Happy weekend! Clara mau nemenin temen-temen nih. Terima kasih buat 3 bab lalu yang udah vote dan ramein. Di bab ini jangan lupa ramein lagi yak, Gaes.
"Nggak bisa, Cla."
Aku melotot mendengar jawaban Vivian.
"Uangnya udah ditransfer ke yang punya apartemen. Dan lagi pula lo setuju sama perjanjian kemarin itu kan? Uang lo nggak bakal balik kalau lo keluar dari apartemen itu."
Alisku yang menukik mengendur lagi. Benar, aku terlalu percaya diri bakal betah di sana waktu menandatangani perjanjian pra-sewa. Ya Tuhan, aku benci kecerobohan ini.
Dengan lemas aku terduduk di kursi. Uang 50 juta nggak sedikit buatku. Apartemen serupa uang segitu cuma cukup buat 2 bulan sewa bahkan kurang. Lalu ketika Vivian merekomendasikan sebuah hunian mewah dengan harga sewa jauh di bawah rata-rata plus letaknya yang strategis gimana aku nggak tergiur?
"Emang kenapa sih, Cla? Kok tiba-tiba lo nggak mau tinggal di sana? Bukannya kemarin lo bilang udah cocok, ya?" tanya Vivian yang jujur kebingungan saat Clara minta uang sewanya kembali.
Clara mendesah lalu menatap Vivian. "Gue cocok sama apartemennya. Tapi teman satu apartemen gue itu...."
"Kenapa dengan Arnold?"
Aku terkejut saat Vivian menyebut nama laki-laki itu. Jadi dia tahu kalau teman satu apartemenku itu Arnold?

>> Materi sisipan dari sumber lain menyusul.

//! Fragment-by-fragment evaluation.

use tally_eval::{
    register_extensions, ExtensionEngine, ExtensionScript, RegistrationSummary, ScriptContext,
    SharedScriptRegistry, SymbolTable,
};
use tally_value::errors::{empty_script, no_more_fragments};
use tally_value::{DataValue, EvalError, EvalResult};

/// How symbols carry over between fragments of one evaluator.
#[derive(Copy, Clone, Debug, Default, PartialEq, Eq)]
pub enum FragmentScope {
    /// Every fragment sees what earlier fragments wrote.
    #[default]
    Session,
    /// Every fragment starts from the symbols as they were when the
    /// evaluator was created, and they are restored afterwards.
    Isolated,
}

/// Evaluates a list of script fragments, in order, on one context.
///
/// Each fragment yields a `List` with one entry per statement.
pub struct ScriptEvaluator<'ctx> {
    context: &'ctx mut ScriptContext,
    fragments: Vec<String>,
    index: usize,
    baseline: Option<SymbolTable>,
}

impl<'ctx> ScriptEvaluator<'ctx> {
    pub fn new<I, S>(context: &'ctx mut ScriptContext, fragments: I) -> Self
    where
        I: IntoIterator<Item = S>,
        S: Into<String>,
    {
        ScriptEvaluator {
            context,
            fragments: fragments.into_iter().map(Into::into).collect(),
            index: 0,
            baseline: None,
        }
    }

    #[must_use]
    pub fn with_scope(mut self, scope: FragmentScope) -> Self {
        self.baseline = match scope {
            FragmentScope::Session => None,
            FragmentScope::Isolated => Some(self.context.symbols().clone()),
        };
        self
    }

    pub fn scope(&self) -> FragmentScope {
        if self.baseline.is_some() {
            FragmentScope::Isolated
        } else {
            FragmentScope::Session
        }
    }

    pub fn context(&self) -> &ScriptContext {
        self.context
    }

    pub fn has_next(&self) -> bool {
        self.index < self.fragments.len()
    }

    /// Fragments not yet evaluated.
    pub fn remaining(&self) -> usize {
        self.fragments.len() - self.index
    }

    /// Evaluate the next fragment. A failed fragment is still consumed.
    #[tracing::instrument(level = "debug", skip_all, fields(fragment = self.index))]
    pub fn evaluate_next(&mut self) -> EvalResult {
        let Some(text) = self.fragments.get(self.index) else {
            return Err(no_more_fragments());
        };
        self.index += 1;

        if let Some(baseline) = &self.baseline {
            *self.context.symbols_mut() = baseline.clone();
        }
        let result = Self::evaluate(self.context, text);
        if let Some(baseline) = &self.baseline {
            *self.context.symbols_mut() = baseline.clone();
        }

        if let Err(err) = &result {
            tracing::debug!(error = %err, "fragment failed");
        }
        result
    }

    /// Evaluate every remaining fragment, stopping at the first failure.
    pub fn evaluate_all(&mut self) -> Result<Vec<DataValue>, EvalError> {
        if self.fragments.is_empty() {
            return Err(empty_script());
        }
        let mut results = Vec::with_capacity(self.remaining());
        while self.has_next() {
            results.push(self.evaluate_next()?);
        }
        Ok(results)
    }

    /// Parse and evaluate one fragment on `context`.
    pub fn evaluate(context: &mut ScriptContext, text: &str) -> EvalResult {
        let script = tally_parse::parse(text)?;
        context.evaluate_script(&script)
    }

    /// Run one extension script through `engine` and register its exports.
    pub fn add_extension_script<E: ExtensionEngine + ?Sized>(
        registry: &SharedScriptRegistry,
        engine: &mut E,
        name: &str,
        body: &str,
    ) -> Result<RegistrationSummary, EvalError> {
        register_extensions(registry, engine, &[ExtensionScript::new(name, body)])
    }

    /// Run several extension scripts as one batch: all of their exports
    /// are registered, or none.
    pub fn add_extension_scripts<E, I, N, B>(
        registry: &SharedScriptRegistry,
        engine: &mut E,
        scripts: I,
    ) -> Result<RegistrationSummary, EvalError>
    where
        E: ExtensionEngine + ?Sized,
        I: IntoIterator<Item = (N, B)>,
        N: Into<String>,
        B: Into<String>,
    {
        let scripts: Vec<ExtensionScript> = scripts
            .into_iter()
            .map(|(name, body)| ExtensionScript::new(name, body))
            .collect();
        register_extensions(registry, engine, &scripts)
    }
}

impl std::fmt::Debug for ScriptEvaluator<'_> {
    fn fmt(&self, f: &mut std::fmt::Formatter<'_>) -> std::fmt::Result {
        f.debug_struct("ScriptEvaluator")
            .field("fragments", &self.fragments.len())
            .field("index", &self.index)
            .field("scope", &self.scope())
            .finish_non_exhaustive()
    }
}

"Lo tau, tapi kenapa lo nggak ngomong kalau yang tinggal di sana itu dia?"
Mendadak aku gemes pengin nyekek perawan satu ini. Eh! Aku nggak yakin dia masih perawan.
"Bukannya udah gue kasih tau, ya?" Dia menatapku tanpa rasa bersalah. "Emang kenapa sih? Arnold kan ganteng, baik banget lagi."
Ya, tentu saja. Arnold baik sama semua mahkluk yang memiliki vagina. Kambing betina juga mungkin.
Aku berdecak kesal lalu bertolak pinggang. Hidungku kembang kempis menahan kesal. "Kalau kemarin itu lo bilang teman satu unit gue itu dia, gue nggak bakal pernah mau nyewa tempat itu."
Tapi lagi-lagi Vivian memasang tampang bego. "Emang kenapa sih sama Arnold? Dia salah apa sama lo? Kalian udah saling kenal? Harusnya kalau udah saling kenal lebih enak sih."
Aku makin menatap sebal wanita itu. Percuma juga menjelaskan. Nanti malah dibilang aku yang kebaperan.
"Jadi uang 50 juta gue nggak bisa balik?"
Vivian tersenyum manis, tapi kemudian menggeleng. Membuat kepalaku serta-merta jatuh seperti patah leher.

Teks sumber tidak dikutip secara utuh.